In 2022, the company scored $50 million in a Series B financing round two years after garnering $15 million in Series A funding.
In December, Unlearn partnered with German-based APST Research (APST) to integrate data from over 8,000 participants in an APST longitudinal study into its DTG ALS. The dataset includes clinical data, biomarker analyses, common ALS clinical assessments and patient self-assessments.
Unlearn announced a partnership last year with biotechnology company ProJenX, which would use Unlearn’s DTG ALS to produce digital twins of clinical trial participants living with ALS.
The digital twins would act as a placebo for trial participants dosed with prosetin—a brain-penetrant, MAP4 kinase inhibitor—in ProJenX’s Phase 1 clinical trial.
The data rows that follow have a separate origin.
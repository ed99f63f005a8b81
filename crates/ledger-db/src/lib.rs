//! # ledger-db: Database Layer for the Merch Ledger
//!
//! SQLite storage for orders, catalog snapshots, shipping accounts and
//! customer suggestions, using sqlx for async operations.
//!
//! ## Architecture Position
//! ```text
//! ┌─────────────────────────────────────────────────────────────────────────┐
//! │  ledger-app operation (createOrder, obracun, ...)                      │
//! │       │                                                                 │
//! │       ▼                                                                 │
//! │  ┌─────────────────────────────────────────────────────────────────┐   │
//! │  │                    ledger-db (THIS CRATE)                       │   │
//! │  │                                                                 │   │
//! │  │   ┌───────────────┐    ┌────────────────┐   ┌──────────────┐   │   │
//! │  │   │   Database    │    │  Repositories  │   │  Migrations  │   │   │
//! │  │   │   (pool.rs)   │    │                │   │  (embedded)  │   │   │
//! │  │   │               │    │ OrderRepo      │   │              │   │   │
//! │  │   │ SqlitePool    │◄───│ CatalogRepo    │   │ 001_initial  │   │   │
//! │  │   │               │    │ ShippingAcct   │   │              │   │   │
//! │  │   │               │    │ CustomerRepo   │   │              │   │   │
//! │  │   └───────────────┘    └────────────────┘   └──────────────┘   │   │
//! │  └─────────────────────────────────────────────────────────────────┘   │
//! │       │                                                                 │
//! │       ▼                                                                 │
//! │  SQLite database file (platform data dir or LEDGER_DB_PATH)           │
//! └─────────────────────────────────────────────────────────────────────────┘
//! ```
//!
//! ## Module Organization
//!
//! - [`pool`] - Connection pool creation and configuration
//! - [`migrations`] - Embedded database migrations
//! - [`error`] - Database error types
//! - [`repository`] - Repository implementations
//!
//! ## Usage
//!
//! ```rust,ignore
//! use ledger_core::Scope;
//! use ledger_db::{Database, DbConfig};
//!
//! let db = Database::new(DbConfig::new("ledger.db")).await?;
//! let order = db.orders().create("tenant-a", Scope::Default, &input).await?;
//! let all = db.orders().list_all("tenant-a", Scope::Default).await?;
//! ```

// =============================================================================
// Module Declarations
// =============================================================================

pub mod error;
pub mod migrations;
pub mod pool;
pub mod repository;

// =============================================================================
// Re-exports
// =============================================================================

pub use error::{DbError, DbResult};
pub use pool::{Database, DbConfig};

// Repository re-exports for convenience
pub use repository::catalog::CatalogRepository;
pub use repository::customer::CustomerRepository;
pub use repository::order::OrderRepository;
pub use repository::shipping_account::ShippingAccountRepository;
//! # Shipping Ledger (Obracun)
//!
//! Merges order-derived shipment totals with manually registered starting
//! balances, keyed on the normalized owner string.
//!
//! ## Two-Phase Reduce
//! ```text
//! Phase 1: paid orders (oldest first)
//! ┌──────────────────────────────┐
//! │ resolve_shipping(order)      │──► mode + owner
//! │   explicit slanjeMode/Owner  │
//! │   else legacy transportMode  │
//! └──────────────┬───────────────┘
//!                ▼
//!   carrier map: owner_key ──► { aks, bex, orders_total, display }
//!   mail map:    owner_key ──► { orders_total, display }
//!
//! Phase 2: shipping accounts
//!   owner_key ──► overlay starting_amount (+ display name) on carrier map,
//!                 creating entries for accounts with zero orders
//!
//! carrier total per owner = orders_total + starting_amount
//! mail total per owner    = orders_total
//! grand total             = carrier total (with starting) + mail total
//! ```
//!
//! The display name is the first one seen among the orders; an account
//! registered for the same key overrides it.

use std::collections::BTreeMap;

use chrono::{DateTime, Utc};
use serde::{Deserialize, Serialize};
use ts_rs::TS;

use crate::money::Money;
use crate::search::normalize;
use crate::totals::summarize_items;
use crate::types::{Order, Scope, ShippingAccount, SlanjeMode, TransportMode};

/// Display name of the bucket collecting orders with a mode but no owner.
pub const UNASSIGNED_OWNER: &str = "Bez vlasnika";

// =============================================================================
// Shipping Resolution
// =============================================================================

/// Where an order's money travelled.
#[derive(Debug, Clone, PartialEq, Eq, Serialize, Deserialize, TS)]
#[ts(export)]
#[serde(rename_all = "camelCase")]
pub struct ResolvedShipping {
    pub mode: SlanjeMode,
    /// Display owner, `None` when the order names nobody.
    pub owner: Option<String>,
}
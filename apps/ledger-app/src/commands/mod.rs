//! # Commands Module
//!
//! Boundary operations exposed to callers. Every command takes the shared
//! [`AppState`](crate::state::AppState), the caller's token and the scope,
//! and returns `Result<T, ApiError>`.
//!
//! ## Command Organization
//! ```text
//! commands/
//! ├── mod.rs       ◄─── You are here (exports)
//! ├── order.rs     ◄─── create, update, remove, get, list, by-product, reorder
//! ├── report.rs    ◄─── summary, obracun
//! ├── shipping.rs  ◄─── owner suggestions, shipping account upsert
//! └── customer.rs  ◄─── customer autocomplete
//! ```
//!
//! ## How Commands Work
//! ```text
//! ┌─────────────────────────────────────────────────────────────────────────┐
//! │  caller ──► command(state, token, scope, request)                      │
//! │                │                                                        │
//! │                ├─► state.authorize(token) ──► Session { tenant_id }    │
//! │                │         (tenant never comes from the request)         │
//! │                ├─► ledger-db repository (one transaction per write)    │
//! │                ├─► ledger-core derivations (totals, reports)           │
//! │                ▼                                                        │
//! │  Result<T, ApiError> ──► serde_json                                    │
//! └─────────────────────────────────────────────────────────────────────────┘
//! ```

pub mod customer;
pub mod order;
pub mod report;
pub mod shipping;

#[cfg(test)]
pub(crate) mod tests {
    use std::sync::Arc;

    use crate::auth::{Role, StaticTokens};
    use crate::config::AppConfig;
    use crate::state::AppState;
    use ledger_core::Scope;
    use ledger_db::{Database, DbConfig};

    pub(crate) const TOKEN_A: &str = "token-a";
    pub(crate) const TOKEN_B: &str = "token-b";

    /// Fresh in-memory database with two tenants.
    pub(crate) async fn test_state() -> AppState {
        let db = Database::new(DbConfig::in_memory()).await.unwrap();
        let config = AppConfig {
            db_path: ":memory:".into(),
            max_connections: 1,
            page_size: 20,
            token: None,
            tenant_id: "tenant-a".to_string(),
            scope: Scope::Default,
        };
        let auth = StaticTokens::new()
            .with_token(TOKEN_A, "tenant-a", Role::Admin)
            .with_token(TOKEN_B, "tenant-b", Role::Member);
        AppState::new(db, config, Arc::new(auth))
    }
}
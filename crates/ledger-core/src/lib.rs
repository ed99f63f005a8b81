//! # ledger-core: Pure Business Logic for the Merch Ledger
//!
//! Order ledger and pricing engine as pure functions with zero I/O.
//!
//! ## Architecture Position
//! ```text
//! ┌─────────────────────────────────────────────────────────────────────────┐
//! │                        Merch Ledger Architecture                        │
//! │                                                                         │
//! │  ┌─────────────────────────────────────────────────────────────────┐   │
//! │  │                  ledger-app (boundary operations)               │   │
//! │  │   create, update, list, reorder, summary, obracun, ...          │   │
//! │  └─────────────────────────────┬───────────────────────────────────┘   │
//! │                                │                                        │
//! │  ┌─────────────────────────────▼───────────────────────────────────┐   │
//! │  │              ★ ledger-core (THIS CRATE) ★                       │   │
//! │  │                                                                 │   │
//! │  │   search ──► pricing ──► items ──► order                        │   │
//! │  │                            │                                    │   │
//! │  │                            ▼                                    │   │
//! │  │                  totals ──► filter, shipping                    │   │
//! │  │                                                                 │   │
//! │  │   NO I/O • NO DATABASE • NO NETWORK • PURE FUNCTIONS           │   │
//! │  └─────────────────────────────┬───────────────────────────────────┘   │
//! │                                │                                        │
//! │  ┌─────────────────────────────▼───────────────────────────────────┐   │
//! │  │                  ledger-db (Database Layer)                     │   │
//! │  │        SQLite queries, migrations, repositories                 │   │
//! │  └─────────────────────────────────────────────────────────────────┘   │
//! └─────────────────────────────────────────────────────────────────────────┘
//! ```
//!
//! ## Modules
//!
//! - [`types`] - Domain types (Order, OrderItem, ShippingAccount, Customer)
//! - [`money`] - Money type with integer arithmetic
//! - [`search`] - Diacritic/case folding for matching and owner keys
//! - [`catalog`] - Read-only catalog views and the [`CatalogLookup`] seam
//! - [`pricing`] - Supplier offer selection
//! - [`items`] - Line-item normalization
//! - [`order`] - Full order construction for create/update
//! - [`totals`] - Order and cross-order totals
//! - [`filter`] - List filtering, sorting and pagination
//! - [`shipping`] - Shipping ledger (obracun) and owner suggestions
//! - [`validation`] - Input validation
//! - [`error`] - Domain error types
//!
//! ## Example Usage
//!
//! ```rust
//! use chrono::Utc;
//! use ledger_core::{build_order, order_totals, CatalogSnapshot, OrderIdentity};
//! use ledger_core::{OrderInput, OrderItemInput, Scope, Stage};
//!
//! let input = OrderInput {
//!     title: "Lampa".to_string(),
//!     items: vec![OrderItemInput {
//!         title: Some("Lampa".to_string()),
//!         nabavna_cena: Some(200.0),
//!         prodajna_cena: Some(300.0),
//!         ..Default::default()
//!     }],
//!     stage: Stage::LeglePare,
//!     customer_name: "Petar".to_string(),
//!     my_profit_percent: Some(40.0),
//!     ..Default::default()
//! };
//!
//! let identity = OrderIdentity::new_order("tenant-a", Scope::Default, Utc::now());
//! let order = build_order(identity, &input, &CatalogSnapshot::new()).unwrap();
//!
//! let totals = order_totals(&order);
//! assert_eq!(totals.profit.cents(), 10000);
//! assert_eq!(totals.my_share.cents(), 4000);
//! ```

// =============================================================================
// Module Declarations
// =============================================================================

pub mod catalog;
pub mod error;
pub mod filter;
pub mod items;
pub mod money;
pub mod order;
pub mod pricing;
pub mod search;
pub mod shipping;
pub mod totals;
pub mod types;
pub mod validation;

// =============================================================================
// Re-exports for Convenience
// =============================================================================

pub use catalog::{CatalogLookup, CatalogProduct, CatalogSnapshot, ProductVariant, Supplier, SupplierOffer};
pub use error::{CoreError, CoreResult, ValidationError};
pub use filter::{list_orders, ListFilter, OrderPage, OrderSort, OrderView, PageRequest, Pagination};
pub use items::normalize_items;
pub use money::Money;
pub use order::{build_order, OrderIdentity};
pub use pricing::{resolve_price, PriceResolution};
pub use search::normalize;
pub use shipping::{owner_suggestions, resolve_shipping, ObracunReport, OwnerSuggestion};
pub use totals::{order_totals, summarize_items, ItemSummary, LedgerTotals, OrderTotals, ScopeSummary};
pub use types::*;

// =============================================================================
// Crate-Level Constants
// =============================================================================

/// Fixed fee deducted from aggregate profit for every paid order shipped
/// through the `aks` carrier account.
pub const AKS_SHIPMENT_FEE: Money = Money::from_cents(5_000);

/// Page size used when the caller does not ask for one.
pub const DEFAULT_PAGE_SIZE: u32 = 20;

/// Upper bound for any requested page size.
pub const MAX_PAGE_SIZE: u32 = 100;

/// Quantities above this are clamped.
pub const MAX_ITEM_QUANTITY: i64 = 1_000_000;

/// Largest accepted amount for one item line (price × quantity) and for any
/// single operator-entered amount.
pub const MAX_LINE_TOTAL: Money = Money::from_cents(1_000_000_000_000);
//! # Customer Suggestion Commands

use tracing::debug;

use crate::error::ApiResult;
use crate::state::AppState;
use ledger_core::validation::validate_search_query;
use ledger_core::{Customer, Scope};

/// Default number of suggestions.
pub const DEFAULT_SUGGESTION_LIMIT: usize = 10;

/// Upper bound on `limit`.
pub const MAX_SUGGESTION_LIMIT: usize = 50;

/// Customers matching the query on name, address or phone, most recently
/// used first. An empty query returns the most recent customers.
pub async fn suggest_customers(
    state: &AppState,
    token: &str,
    scope: Scope,
    query: &str,
    limit: Option<usize>,
) -> ApiResult<Vec<Customer>> {
    let session = state.authorize(token)?;
    let query = validate_search_query(query)?;
    let limit = limit
        .unwrap_or(DEFAULT_SUGGESTION_LIMIT)
        .clamp(1, MAX_SUGGESTION_LIMIT);

    debug!(tenant = %session.tenant_id, query = %query, limit, "suggest_customers command");

    let customers = state
        .db()
        .customers()
        .search(&session.tenant_id, scope, &query, limit)
        .await?;
    Ok(customers)
}

#[cfg(test)]
mod tests {
    use super::*;
    use crate::commands::order::create_order;
    use crate::commands::tests::{test_state, TOKEN_A};
    use ledger_core::{OrderInput, OrderItemInput};

    fn order_for(name: &str, address: &str, phone: &str) -> OrderInput {
        OrderInput {
            items: vec![OrderItemInput {
                title: Some("Šolja".to_string()),
                prodajna_cena: Some(12.0),
                ..Default::default()
            }],
            customer_name: name.to_string(),
            customer_address: address.to_string(),
            customer_phone: phone.to_string(),
            ..Default::default()
        }
    }

    #[tokio::test]
    async fn test_suggestions_fold_diacritics() {
        let state = test_state().await;
        create_order(&state, TOKEN_A, Scope::Default, order_for("Đorđe Đurić", "Niš", "065 555 666"))
            .await
            .unwrap();
        create_order(&state, TOKEN_A, Scope::Default, order_for("Ana", "Subotica", "061 777 888"))
            .await
            .unwrap();

        let hits = suggest_customers(&state, TOKEN_A, Scope::Default, "djuric", None)
            .await
            .unwrap();
        assert_eq!(hits.len(), 1);
        assert_eq!(hits[0].name, "Đorđe Đurić");

        // đ folds to dj, never a bare d
        let hits = suggest_customers(&state, TOKEN_A, Scope::Default, "duric", None)
            .await
            .unwrap();
        assert!(hits.is_empty());

        let hits = suggest_customers(&state, TOKEN_A, Scope::Default, "nis", None)
            .await
            .unwrap();
        assert_eq!(hits.len(), 1);

        let recent = suggest_customers(&state, TOKEN_A, Scope::Default, "", Some(1))
            .await
            .unwrap();
        assert_eq!(recent.len(), 1);
        assert_eq!(recent[0].name, "Ana");
    }
}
In 2023, Unlearn announced a partnership with clinical-stage biotechnology company QurAlis Corporation to speed up QurAlis’ ALS-focused clinical program using Unlearn’s genAI technology.
Other companies using digital twin technology include Singaporean startup Mesh Bio, which uses digital twins to help manage rising cases of chronic diseases, particularly in Southeast Asia.
Twin Health, a digital metabolic care company, offers its Whole Body Digital Twin, an AI-backed model aimed at providing individualized nutrition, sleep and activity guidance to help people prevent and reverse metabolic diseases like Type 2 diabetes.